TASK ITEM:
Scan each line of the entries below for the word "Returns" and count the ones where it appears. The answer is that number alone.

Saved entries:
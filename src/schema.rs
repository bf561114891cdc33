//! Entity schemas: the declared attribute shape of an entity type.
//!
//! A schema maps attribute names to the [`ValueKind`] they must hold. Once a
//! schema is registered with a [`Factory`](crate::Factory) it is shared by
//! every entity of that type and never changes.

use std::collections::BTreeMap;

use serde::{Deserialize, Serialize};

use crate::error::AttributeError;
use crate::value::{Value, ValueKind};

/// Mapping from attribute name to expected value kind.
///
/// # Examples
///
/// ```
/// use weft::{EntitySchema, ValueKind};
///
/// let schema = EntitySchema::new()
///     .attribute("name", ValueKind::String)
///     .attribute("units", ValueKind::Int);
///
/// assert_eq!(schema.kind_of("units"), Some(ValueKind::Int));
/// assert!(schema.contains("name"));
/// ```
#[derive(Debug, Clone, Default, PartialEq, Eq, Serialize, Deserialize)]
#[serde(transparent)]
pub struct EntitySchema {
    attributes: BTreeMap<String, ValueKind>,
}

impl EntitySchema {
    /// Creates an empty schema.
    #[must_use]
    pub fn new() -> Self {
        Self::default()
    }

    /// Declares an attribute, consuming and returning the schema for
    /// chaining. Redeclaring a name overwrites the previous kind.
    #[must_use]
    pub fn attribute(mut self, name: impl Into<String>, kind: ValueKind) -> Self {
        self.attributes.insert(name.into(), kind);
        self
    }

    /// Returns the declared kind for `name`, if declared.
    #[must_use]
    pub fn kind_of(&self, name: &str) -> Option<ValueKind> {
        self.attributes.get(name).copied()
    }

    /// Returns true if `name` is a declared attribute.
    #[must_use]
    pub fn contains(&self, name: &str) -> bool {
        self.attributes.contains_key(name)
    }

    /// Number of declared attributes.
    #[must_use]
    pub fn len(&self) -> usize {
        self.attributes.len()
    }

    /// Returns true if no attributes are declared.
    #[must_use]
    pub fn is_empty(&self) -> bool {
        self.attributes.is_empty()
    }

    /// Iterates declared attributes in name order.
    pub fn iter(&self) -> impl Iterator<Item = (&str, ValueKind)> {
        self.attributes.iter().map(|(name, kind)| (name.as_str(), *kind))
    }

    /// Validates that `value` may be stored under `name` for an entity of
    /// type `entity_type`.
    ///
    /// This is the exact-type rule: the value's kind must equal the declared
    /// kind, with no coercion between kinds.
    ///
    /// # Errors
    ///
    /// - [`AttributeError::UnknownAttribute`] if `name` is not declared
    /// - [`AttributeError::TypeMismatch`] if the kinds differ
    pub fn expect(
        &self,
        entity_type: &str,
        name: &str,
        value: &Value,
    ) -> Result<(), AttributeError> {
        let Some(expected) = self.kind_of(name) else {
            return Err(AttributeError::UnknownAttribute {
                entity_type: entity_type.to_string(),
                attribute: name.to_string(),
            });
        };

        let actual = value.kind();
        if actual != expected {
            return Err(AttributeError::TypeMismatch {
                attribute: name.to_string(),
                expected,
                actual,
            });
        }

        Ok(())
    }
}

impl<N: Into<String>> FromIterator<(N, ValueKind)> for EntitySchema {
    fn from_iter<I: IntoIterator<Item = (N, ValueKind)>>(iter: I) -> Self {
        Self {
            attributes: iter
                .into_iter()
                .map(|(name, kind)| (name.into(), kind))
                .collect(),
        }
    }
}

#[cfg(test)]
mod tests {
    use super::*;

    fn subject_schema() -> EntitySchema {
        EntitySchema::new()
            .attribute("name", ValueKind::String)
            .attribute("number", ValueKind::String)
            .attribute("units", ValueKind::Int)
    }

    #[test]
    fn test_schema_declares_attributes() {
        let schema = subject_schema();
        assert_eq!(schema.len(), 3);
        assert!(!schema.is_empty());
        assert!(schema.contains("name"));
        assert!(!schema.contains("teacher"));
        assert_eq!(schema.kind_of("units"), Some(ValueKind::Int));
        assert_eq!(schema.kind_of("teacher"), None);
    }

    #[test]
    fn test_schema_redeclare_overwrites() {
        let schema = EntitySchema::new()
            .attribute("x", ValueKind::Int)
            .attribute("x", ValueKind::Float);
        assert_eq!(schema.len(), 1);
        assert_eq!(schema.kind_of("x"), Some(ValueKind::Float));
    }

    #[test]
    fn test_schema_iter_is_name_ordered() {
        let schema = subject_schema();
        let names: Vec<&str> = schema.iter().map(|(name, _)| name).collect();
        assert_eq!(names, vec!["name", "number", "units"]);
    }

    #[test]
    fn test_expect_accepts_exact_kind() {
        let schema = subject_schema();
        assert!(schema
            .expect("subject", "units", &Value::Int(12))
            .is_ok());
    }

    #[test]
    fn test_expect_rejects_undeclared() {
        let schema = subject_schema();
        let err = schema
            .expect("subject", "teacher", &Value::Int(1))
            .unwrap_err();
        assert_eq!(
            err,
            AttributeError::UnknownAttribute {
                entity_type: "subject".to_string(),
                attribute: "teacher".to_string(),
            }
        );
    }

    #[test]
    fn test_expect_rejects_kind_mismatch() {
        let schema = subject_schema();
        let err = schema
            .expect("subject", "units", &Value::Float(12.0))
            .unwrap_err();
        assert_eq!(
            err,
            AttributeError::TypeMismatch {
                attribute: "units".to_string(),
                expected: ValueKind::Int,
                actual: ValueKind::Float,
            }
        );
    }

    #[test]
    fn test_schema_from_iterator() {
        let schema: EntitySchema =
            [("name", ValueKind::String), ("units", ValueKind::Int)]
                .into_iter()
                .collect();
        assert_eq!(schema.len(), 2);
        assert_eq!(schema.kind_of("name"), Some(ValueKind::String));
    }

    #[test]
    fn test_schema_serialization() {
        let schema = subject_schema();
        let json = serde_json::to_string(&schema).unwrap();
        let deserialized: EntitySchema = serde_json::from_str(&json).unwrap();
        assert_eq!(schema, deserialized);
    }
}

RESPONSE TO THE TASK:
3